It looks like a park, a green oasis in the city of more than 8 million inhabitants, and more than 20 if you take the bigger Bangkok Metropolitan area in account; but it is more, it is genius.
The Chulalongkorn Centenary Park (CU Park) seems to be a green square surrounded by small water elements, creating a sublime gateway of the chaotic city life. If you take a look closer, it is more than that, walking around, you should realise that it is only the top of something way bigger that is underneath.
Prepare for Flooding
In fact, the green square is the biggest green roof in Thailand, 5,220 square-meter, which covers the CU Park Museum among others. Moreover, behind the pleasant greenery, the entire infrastructure is made to collect, detain and even treat water, from rain and flooding. Under the green roof and the museum are large tanks of water designed to hold up to 150,000 gallons of runoff water from the roof; another lawn next to the museum can contain more than 105,000 gallons of water. In total, the park is designed to hold up to one million gallons of water.
The Chulalongkorn Centennial Park is located on a major university campus in central Bangkok and constructed to celebrate the one hundred-year anniversary of the University, envisioning the future of the city, and of the Chulalongkorn University as the academic leader to a more resilient city.

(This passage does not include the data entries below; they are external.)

//! Engine for the runcat status-bar animator
//!
//! This crate provides:
//! - Metric samplers for cpu, ram, temperature, battery, bandwidth and a
//!   synthetic random walk
//! - Threshold classification of percentages into named states
//! - The frame spinner and the load-driven frame-rate controller
//! - The animation loop printing one record per frame
//! - Subject glyph tables and bandwidth monitor parsing

pub mod animation;
pub mod bandwidth;
pub mod classify;
pub mod error;
pub mod models;
pub mod observability;
pub mod rate;
pub mod render;
pub mod sampler;
pub mod spinner;
pub mod subjects;

pub use animation::{AnimationConfig, AnimationLoop, AnimationLoopBuilder};
pub use classify::{classify, ThresholdTable};
pub use error::{PetError, Result};
pub use models::*;
pub use observability::StructuredLogger;
pub use rate::{delay, RateConfig};
pub use render::Renderer;
pub use sampler::{MetricKind, MetricSampler, Sampler};
pub use spinner::Spinner;
pub use subjects::{Subject, SubjectTable};
//! Metric sampling from the Linux pseudo-filesystem
//!
//! Each metric kind has its own sampler producing a percentage-like value
//! and the resulting state. [`Sampler`] dispatches over all of them so the
//! animation loop holds one concrete value chosen at startup.

mod bandwidth;
mod battery;
mod cpu;
mod memory;
mod synthetic;
mod thermal;


pub use bandwidth::{percent_for_signal, BandwidthSampler, DEFAULT_MAX_BPS};
pub use battery::{BatteryPaths, BatterySampler, CHARGING_LABEL, CHARGING_STATE, DISCHARGING_LABEL};
pub use cpu::{CpuSampler, DEFAULT_STAT_FILE};
pub use memory::{MemorySampler, DEFAULT_MEMINFO_FILE};
pub use synthetic::SyntheticSampler;
pub use thermal::{ThermalSampler, DEFAULT_THERMAL_FILE};

use crate::error::{PetError, Result};
use crate::models::Sample;
use async_trait::async_trait;
use std::fmt;
use std::path::Path;
use std::str::FromStr;
use tokio::fs;

/// Which system resource drives the animation
#[derive(Debug, Clone, Copy, PartialEq, Eq, Hash)]
pub enum MetricKind {
    Cpu,
    Ram,
    Temperature,
    Battery,
    Bandwidth,
    Synthetic,
}

impl MetricKind {
    pub const ALL: [MetricKind; 6] = [
        MetricKind::Cpu,
        MetricKind::Ram,
        MetricKind::Temperature,
        MetricKind::Battery,
        MetricKind::Bandwidth,
        MetricKind::Synthetic,
    ];

    /// Name used on the command line
    pub fn module_name(&self) -> &'static str {
        match self {
            MetricKind::Cpu => "cpu",
            MetricKind::Ram => "ram",
            MetricKind::Temperature => "temp",
            MetricKind::Battery => "eiffel",
            MetricKind::Bandwidth => "pigeon",
            MetricKind::Synthetic => "zoo",
        }
    }

    /// Per-module configuration file
    pub fn config_file(&self) -> &'static str {
        match self {
            MetricKind::Cpu => "config.json",
            MetricKind::Ram => "config_ram.json",
            MetricKind::Temperature => "config_temp.json",
            MetricKind::Battery => "config_eiffel.json",
            MetricKind::Bandwidth => "config_pigeon.json",
            MetricKind::Synthetic => "config_zoo.json",
        }
    }
}

impl fmt::Display for MetricKind {
    fn fmt(&self, f: &mut fmt::Formatter<'_>) -> fmt::Result {
        f.write_str(self.module_name())
    }
}

impl FromStr for MetricKind {
    type Err = PetError;

    fn from_str(s: &str) -> Result<Self> {
        MetricKind::ALL
            .into_iter()
            .find(|kind| kind.module_name() == s)
            .ok_or_else(|| PetError::config(format!("Module '{}' not found.", s)))
    }
}

/// A source of percentage samples
#[async_trait]
pub trait MetricSampler: Send {
    fn kind(&self) -> MetricKind;

    /// Read the source once and classify the result
    async fn sample(&mut self) -> Result<Sample>;
}

/// Enum dispatch over the concrete samplers
pub enum Sampler {
    Cpu(CpuSampler),
    Memory(MemorySampler),
    Thermal(ThermalSampler),
    Battery(BatterySampler),
    Bandwidth(BandwidthSampler),
    Synthetic(SyntheticSampler),
}

#[async_trait]
impl MetricSampler for Sampler {
    fn kind(&self) -> MetricKind {
        match self {
            Sampler::Cpu(s) => s.kind(),
            Sampler::Memory(s) => s.kind(),
            Sampler::Thermal(s) => s.kind(),
            Sampler::Battery(s) => s.kind(),
            Sampler::Bandwidth(s) => s.kind(),
            Sampler::Synthetic(s) => s.kind(),
        }
    }

    async fn sample(&mut self) -> Result<Sample> {
        match self {
            Sampler::Cpu(s) => s.sample().await,
            Sampler::Memory(s) => s.sample().await,
            Sampler::Thermal(s) => s.sample().await,
            Sampler::Battery(s) => s.sample().await,
            Sampler::Bandwidth(s) => s.sample().await,
            Sampler::Synthetic(s) => s.sample().await,
        }
    }
}

/// Read a whole pseudo-file
pub(crate) async fn read_source(path: &Path) -> Result<String> {
    fs::read_to_string(path)
        .await
        .map_err(|source| PetError::SourceUnavailable {
            path: path.to_path_buf(),
            source,
        })
}

/// Parse a trimmed single-value file
pub(crate) fn parse_value<T: FromStr>(path: &Path, content: &str) -> Result<T>
where
    T::Err: fmt::Display,
{
    content
        .trim()
        .parse()
        .map_err(|e: T::Err| PetError::malformed(path, format!("'{}': {}", content.trim(), e)))
}

/// Round half to even
pub(crate) fn round_percent(value: f64) -> i64 {
    value.round_ties_even() as i64
}
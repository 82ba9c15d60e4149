//! Output encoding for the status-bar host
//!
//! Plain mode prints the frame glyph alone. JSON mode prints one object per
//! line with the fields waybar's `custom` module understands.

use crate::models::{OutputRecord, ReturnType};
use serde::Serialize;

/// Wire form of one JSON frame
#[derive(Debug, Serialize)]
struct JsonFrame<'a> {
    text: &'a str,
    alt: &'a str,
    tooltip: String,
    class: &'a str,
    percentage: i64,
    label: &'a str,
}

/// Turns output records into lines
#[derive(Debug, Clone, Copy, Default)]
pub struct Renderer {
    return_type: ReturnType,
}

impl Renderer {
    pub fn new(return_type: ReturnType) -> Self {
        Self { return_type }
    }

    pub fn return_type(&self) -> ReturnType {
        self.return_type
    }

    /// Render one record as a single line (without the trailing newline)
    pub fn render(&self, record: &OutputRecord) -> String {
        match self.return_type {
            ReturnType::Plain => record.text.clone(),
            ReturnType::Json => {
                let frame = JsonFrame {
                    text: &record.text,
                    alt: &record.alt,
                    tooltip: tooltip(record),
                    class: &record.state,
                    percentage: record.percentage,
                    label: &record.label,
                };
                // Only string and integer fields: serialization cannot fail
                serde_json::to_string(&frame).unwrap_or_default()
            }
        }
    }
}

/// Substitute `{percentage}` and `{label}` in the record's tooltip template
pub fn tooltip(record: &OutputRecord) -> String {
    let percentage = record.percentage.to_string();
    format_template(
        &record.tooltip_format,
        &[("percentage", percentage.as_str()), ("label", record.label.as_str())],
    )
}

/// Minimal named-placeholder formatter
///
/// `{{` and `}}` produce literal braces. Unknown placeholders are copied
/// through untouched.
fn format_template(template: &str, values: &[(&str, &str)]) -> String {
    let mut out = String::with_capacity(template.len());
    let mut rest = template;

    while let Some(pos) = rest.find(['{', '}']) {
        out.push_str(&rest[..pos]);
        let tail = &rest[pos..];

        if tail.starts_with("{{") {
            out.push('{');
            rest = &tail[2..];
        } else if tail.starts_with("}}") {
            out.push('}');
            rest = &tail[2..];
        } else if tail.starts_with('{') {
            match tail.find('}') {
                Some(end) => {
                    let name = &tail[1..end];
                    match values.iter().find(|(key, _)| *key == name) {
                        Some((_, value)) => out.push_str(value),
                        None => out.push_str(&tail[..=end]),
                    }
                    rest = &tail[end + 1..];
                }
                None => {
                    out.push_str(tail);
                    rest = "";
                }
            }
        } else {
            out.push('}');
            rest = &tail[1..];
        }
    }

    out.push_str(rest);
    out
}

Eventually, the green infrastructure serves many different goals, from pure ecological, as an adaptation strategy for the urban heath island effect, and water management; and from a social perspective, as a green, public space, to make the city more liveable.
Venice of the East
The need for water management and the risk of flooding is not an exclusive problem of Bangkok; but of many urban areas, where paved and concrete infrastructure took away the green elements which served as a natural water management system, and buffer for flooding.
In the case of Bangkok, due to the city’s expansion, the previously surrounding agricultural zones would normally absorb the abundant water due to the periodical monsoon rains. Moreover, Bangkok was once known as the Venice of the East thanks to its network of canals, which still mark the city landscape partly; however, a lot of the canals has been closed, turned into paved roads or other grey city infrastructure. This resulted in increasing flooding, a troubled water management, and rising temperatures, which are intensified by the urban heath island effect.
Further on, Bangkok is vulnerable for the rising sea level as well, since the city is constructed at sea level. Additionally, being constructed across the delta of the Chao Phraya River, the city of Bangkok is actually sinking, at a rate of more than one centimetre a year. Hence, its sea level altitude could soon sink below.
Hence, the Centenary Park is more than a pleasant public urban park, it is a necessary measure to cope with the before-mentioned problems; and the ones to come.
Shooting Star
Moreover, the park can be seen as a shooting star, of which the tail and enlightening effects go further than the park itself. Pedestrian- and bicycle-friendly roads are constructed as well, leading up to the park out of two different directions. Moreover, the filtration system of the park can treat the water from neighbouring areas.
Rain Tree
Interesting to see is how the symbol of the University, the rain tree, summarises the idea of the park: absorbing the water with its roots, underneath the campus, and protecting against heath, with its green roof that mitigates the urban heath island effect.
Standing on the green roof, you have a beautiful view on the city, which is ambivalent, since you have the green oasis under your feet, facing the grey concrete jungle around; knowing that this is but a first step towards a wanted and necessary future. And for several Bangkok urbanists and architectures like Voraakhom, the designer of the CU Park, this will definitely not be the only project of its kind.